Um die einfachen und alltäglichen Dinge, um das Unscheinbare und Unbemerkte geht es auch im »Gewicht der Welt«. Um die ihr Sandwich kauende Verkäuferin in einem leeren Laden. Um den alten Mann im Restaurant, mit seiner Weinflasche und seinem Glas. Um den Geldschein auf dem Zahlteller und die vom Nachbartisch herüberblickende Frau. Um die nach eingetrocknetem Schneewasser riechende Skimütze des Kindes. Um das Zuziehen eines Reißverschlusses und das Röhren der Heizung im Keller. Und um die Frage, warum solch spontan festgehaltene Reportagen eines »Einzel-Bewußtseins« andere überhaupt etwas angehen sollen.
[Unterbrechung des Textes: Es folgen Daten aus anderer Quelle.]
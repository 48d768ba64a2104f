//! Read-only repositories.
//!
//! All entity types share [`SqlRepository`]; the aliases below only name
//! the concrete instantiations.

pub mod sql;

pub use sql::SqlRepository;

use prodctl_entity::{Product, SpacingRecord};

use crate::connection::SqlEngine;

/// Repository for [`Product`] records.
pub type ProductRepository<X = SqlEngine> = SqlRepository<Product, X>;

/// Repository for [`SpacingRecord`] records.
pub type SpacingRepository<X = SqlEngine> = SqlRepository<SpacingRecord, X>;
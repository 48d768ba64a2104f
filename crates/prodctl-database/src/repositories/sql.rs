//! Generic read-only repository over any [`Executor`].

use std::marker::PhantomData;

use async_trait::async_trait;
use tracing::debug;

use prodctl_core::config::PaginationConfig;
use prodctl_core::result::AppResult;
use prodctl_core::traits::{Entity, Executor, ReadRepository};
use prodctl_core::types::descriptor::EntityDescriptor;
use prodctl_core::types::filter::SearchText;
use prodctl_core::types::pagination::{NormalizedRequest, PageRequest, PageResponse};

use crate::query::QueryBuilder;

/// Read-only repository for entity type `E`, executing through `X`.
///
/// Holds no mutable state: the entity descriptor is static and the executor
/// is a shared handle, so one repository can serve concurrent callers.
pub struct SqlRepository<E, X> {
    executor: X,
    limits: PaginationConfig,
    _entity: PhantomData<fn() -> E>,
}

impl<E: Entity, X: Executor> SqlRepository<E, X> {
    /// Create a repository with the given pagination limits.
    pub fn new(executor: X, limits: PaginationConfig) -> Self {
        Self {
            executor,
            limits,
            _entity: PhantomData,
        }
    }

    /// The descriptor of the entity this repository reads.
    pub fn descriptor(&self) -> &'static EntityDescriptor {
        E::descriptor()
    }

    /// The pagination limits requests are normalized against.
    pub fn limits(&self) -> &PaginationConfig {
        &self.limits
    }

    /// The underlying executor.
    pub fn executor(&self) -> &X {
        &self.executor
    }

    /// Validate a caller request against this entity.
    pub fn normalize(&self, request: &PageRequest) -> NormalizedRequest {
        request.normalize(E::descriptor(), &self.limits)
    }

    fn query(&self) -> QueryBuilder<'static> {
        QueryBuilder::new(E::descriptor(), self.executor.dialect())
    }

    async fn fetch_entities(&self, sql: &str) -> AppResult<Vec<E>> {
        let rows = self.executor.fetch_rows(sql).await?;
        rows.iter().map(E::from_row).collect()
    }

    async fn fetch_page(&self, request: &NormalizedRequest) -> AppResult<(Vec<E>, u64)> {
        let statements = self.query().page(request)?;

        let total = self.executor.fetch_count(&statements.count).await?;
        let items = if request.offset() >= total {
            debug!(
                table = %E::descriptor().table(),
                offset = request.offset(),
                total,
                "Page starts past the last match, skipping select"
            );
            Vec::new()
        } else {
            self.fetch_entities(&statements.select).await?
        };

        debug!(
            table = %E::descriptor().table(),
            page = request.page,
            items_per_page = request.items_per_page,
            sort_by = request.sort_by,
            descending = request.direction.is_descending(),
            filter_len = request.filter.as_ref().map(SearchText::char_len),
            returned = items.len(),
            total,
            "Fetched page"
        );
        Ok((items, total))
    }
}

impl<E, X: Clone> Clone for SqlRepository<E, X> {
    fn clone(&self) -> Self {
        Self {
            executor: self.executor.clone(),
            limits: self.limits,
            _entity: PhantomData,
        }
    }
}

impl<E, X: std::fmt::Debug> std::fmt::Debug for SqlRepository<E, X> {
    fn fmt(&self, f: &mut std::fmt::Formatter<'_>) -> std::fmt::Result {
        f.debug_struct("SqlRepository")
            .field("entity", &std::any::type_name::<E>())
            .field("executor", &self.executor)
            .field("limits", &self.limits)
            .finish()
    }
}

#[async_trait]
impl<E: Entity, X: Executor> ReadRepository<E> for SqlRepository<E, X> {
    async fn get_all(&self) -> AppResult<Vec<E>> {
        let items = self.fetch_entities(&self.query().select_all()).await?;
        debug!(table = %E::descriptor().table(), returned = items.len(), "Fetched all");
        Ok(items)
    }

    async fn get_by_id(&self, id: &E::Id) -> AppResult<Option<E>> {
        let sql = self.query().select_by_id(id)?;
        let item = self.fetch_entities(&sql).await?.into_iter().next();
        debug!(
            table = %E::descriptor().table(),
            found = item.is_some(),
            "Looked up by id"
        );
        Ok(item)
    }

    async fn get_paginated(&self, request: &PageRequest) -> AppResult<(Vec<E>, u64)> {
        self.fetch_page(&self.normalize(request)).await
    }

    async fn get_page(&self, request: &PageRequest) -> AppResult<PageResponse<E>> {
        let normalized = self.normalize(request);
        let (items, total) = self.fetch_page(&normalized).await?;
        Ok(PageResponse::new(
            items,
            normalized.page,
            normalized.items_per_page,
            total,
        ))
    }

    async fn count(&self, filter_text: Option<&str>) -> AppResult<u64> {
        let sql = self.query().count(SearchText::new(filter_text).as_ref())?;
        self.executor.fetch_count(&sql).await
    }
}
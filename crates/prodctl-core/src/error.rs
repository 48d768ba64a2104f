//! Unified error types for production control data access.
//!
//! Every crate maps its internal errors into [`AppError`] so that the `?`
//! operator propagates a single error type up to the caller. Validation
//! anomalies on pagination input are absorbed by coercion and never show up
//! here; a missing entity is an absent value, not an error.

use std::fmt;
use thiserror::Error;

/// Top-level error kind categorization.
#[derive(Debug, Clone, Copy, PartialEq, Eq, Hash, serde::Serialize, serde::Deserialize)]
pub enum ErrorKind {
    /// The backend could not be reached or the connection broke.
    Connection,
    /// The backend rejected a generated statement.
    MalformedStatement,
    /// The backend or the connection pool timed out.
    Timeout,
    /// An untrusted value could not be embedded as a SQL literal.
    EscapingBoundary,
    /// A result row could not be decoded into an entity.
    Mapping,
    /// A configuration error occurred.
    Configuration,
    /// Caller input was rejected outright.
    Validation,
    /// The requested entity does not exist.
    NotFound,
    /// A serialization/deserialization error occurred.
    Serialization,
    /// An internal error occurred.
    Internal,
}

impl ErrorKind {
    /// Whether this kind is a backend data access failure.
    ///
    /// These are propagated unchanged; retrying is the caller's decision.
    pub fn is_data_access(&self) -> bool {
        matches!(
            self,
            Self::Connection | Self::MalformedStatement | Self::Timeout
        )
    }
}

impl fmt::Display for ErrorKind {
    fn fmt(&self, f: &mut fmt::Formatter<'_>) -> fmt::Result {
        match self {
            Self::Connection => write!(f, "CONNECTION"),
            Self::MalformedStatement => write!(f, "MALFORMED_STATEMENT"),
            Self::Timeout => write!(f, "TIMEOUT"),
            Self::EscapingBoundary => write!(f, "ESCAPING_BOUNDARY"),
            Self::Mapping => write!(f, "MAPPING"),
            Self::Configuration => write!(f, "CONFIGURATION"),
            Self::Validation => write!(f, "VALIDATION"),
            Self::NotFound => write!(f, "NOT_FOUND"),
            Self::Serialization => write!(f, "SERIALIZATION"),
            Self::Internal => write!(f, "INTERNAL"),
        }
    }
}

/// The unified error used throughout the workspace.
#[derive(Debug, Error)]
#[error("{kind}: {message}")]
pub struct AppError {
    /// The category of error.
    pub kind: ErrorKind,
    /// A human-readable error message.
    pub message: String,
    /// Optional underlying cause.
    #[source]
    pub source: Option<Box<dyn std::error::Error + Send + Sync>>,
}

impl AppError {
    /// Create a new error.
    pub fn new(kind: ErrorKind, message: impl Into<String>) -> Self {
        Self {
            kind,
            message: message.into(),
            source: None,
        }
    }

    /// Create a new error with an underlying cause.
    pub fn with_source(
        kind: ErrorKind,
        message: impl Into<String>,
        source: impl std::error::Error + Send + Sync + 'static,
    ) -> Self {
        Self {
            kind,
            message: message.into(),
            source: Some(Box::new(source)),
        }
    }

    /// Create an escaping-boundary error.
    pub fn escaping_boundary(message: impl Into<String>) -> Self {
        Self::new(ErrorKind::EscapingBoundary, message)
    }

    /// Create a row mapping error.
    pub fn mapping(message: impl Into<String>) -> Self {
        Self::new(ErrorKind::Mapping, message)
    }

    /// Create a configuration error.
    pub fn configuration(message: impl Into<String>) -> Self {
        Self::new(ErrorKind::Configuration, message)
    }

    /// Create a validation error.
    pub fn validation(message: impl Into<String>) -> Self {
        Self::new(ErrorKind::Validation, message)
    }

    /// Create a not-found error.
    pub fn not_found(message: impl Into<String>) -> Self {
        Self::new(ErrorKind::NotFound, message)
    }

    /// Whether this error is a backend data access failure.
    pub fn is_data_access(&self) -> bool {
        self.kind.is_data_access()
    }
}

impl Clone for AppError {
    fn clone(&self) -> Self {
        Self {
            kind: self.kind,
            message: self.message.clone(),
            source: None,
        }
    }
}

impl From<serde_json::Error> for AppError {
    fn from(err: serde_json::Error) -> Self {
        Self::with_source(
            ErrorKind::Serialization,
            format!("JSON serialization error: {err}"),
            err,
        )
    }
}

impl From<std::io::Error> for AppError {
    fn from(err: std::io::Error) -> Self {
        Self::with_source(ErrorKind::Internal, format!("I/O error: {err}"), err)
    }
}

impl From<config::ConfigError> for AppError {
    fn from(err: config::ConfigError) -> Self {
        Self::with_source(
            ErrorKind::Configuration,
            format!("Configuration error: {err}"),
            err,
        )
    }
}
Daß ihre Veröffentlichung auch als Indiskretion oder Anmaßung verstanden werden kann, war dem Autor bewußt. Entsprechende Vorwürfe suchte er mit der Versicherung zu entkräften, daß »dieses Bewußtsein (ich) auf etwas aus ist, pathetisch gesagt: sich unablässig durchdringen will«. Sich selbst zu erkennen ist hier nicht Wahlspruch der Selbstbespiegelung, sondern Maxime eines Weltzugangs. Das Ich wird zum Medium, das sich Eindrücken, Empfindungen, Erlebnissen wie einer Röntgenbestrahlung aussetzt, die sein Inneres abbildet und beschreibbar macht. Die ursprünglich als bloßes Material für größere literarische Arbeiten vorgesehenen und daraufhin ausgewählten Notate hatten sich im Zuge der Niederschrift immer mehr verselbständigt, verwandelt in zweckfreie Aufzeichnungen zweckfreier Wahrnehmungen – eine Lösung aus vorgegebenen Formen und Mustern, eine Eröffnung neuer literarischer Möglichkeiten, durch die das Sprachliche, die Sprache selbst zum Gegenstand des Schreibens wird: »Was auch immer ich erlebte, erschien in diesem ›Augenblick der Sprache‹ von jeder Privatheit befreit und allgemein.«
Eine solche Abwendung vom Privaten und Persönlichen ist nicht jedem Leser geheuer. Den Reiz veröffentlichter Tagebücher, Briefwechsel, Journale findet man gemeinhin ja gerade in den darin enthaltenen Beichten und Bußen, den endlich offenbarten Geheimnissen, den schließlich abgelegten Geständnissen. Was einer nur für sich oder nahe Freunde aufschreibt, wird doch einen unverstellten Blick auf sein Wesen, auf die versteckte Buchführung seines Lebens freigeben. Hier bin ich Mensch, hier darf ich’s sein. Wer nach derlei Vertraulichkeiten sucht, wird in der Mehrzahl der Journaux intimes reich belohnt. Die meisten Tagebuchschreiber, notiert Carl Schmitt 1948 in seinem »Glossarium «, kämen ihm vor »wie Kinder, die an ihren Fingern saugen und an allem saugen, was sie in ihre Finger bekommen«. Unverstellt und authentisch soll die Selbstbeschäftigung sein, eine leicht zu entschlüsselnde, von kindlicher Offenherzigkeit geprägte Botschaft an die Mit- und Nachwelt. Auch der Journalist André Müller, der mit Handke mehrere lange Interviews führte, ließ sich von der inhaltlichen Komposition und literarischen Absicht des »Gewichts der Welt« nicht irritieren und glaubte, aus einzelnen Einträgen auf die Gemütsverfassung des Autors an diesem oder jenem Tag schließen zu können: »Ein anderes Mal, so schreiben Sie, waren Sie kurz davor, den verachtetsten aller Menschen um Hilfe zu bitten.« Seinen Freund Hermann Lenz mußte Handke wiederum in einem Brief beruhigen, daß nur zwei Gesten von dessen Frau um dieser Gesten willen im Buch beschrieben seien, nicht die Person selbst: »Im Journal kommt sie nicht vor – es wäre auch eine Anmaßung von mir.« Die Wahrnehmung und Schilderung solcher für sich stehenden und über sich hinausweisenden Gesten ist das Anliegen dieser mal eine halbe Seite, mal einen Satz langen Eintragungen, nicht die Protokollierung von Begegnungen und Erlebnissen. Über Freundschaften, Feindschaften und Liebesangelegenheiten erfährt man dabei fast nichts.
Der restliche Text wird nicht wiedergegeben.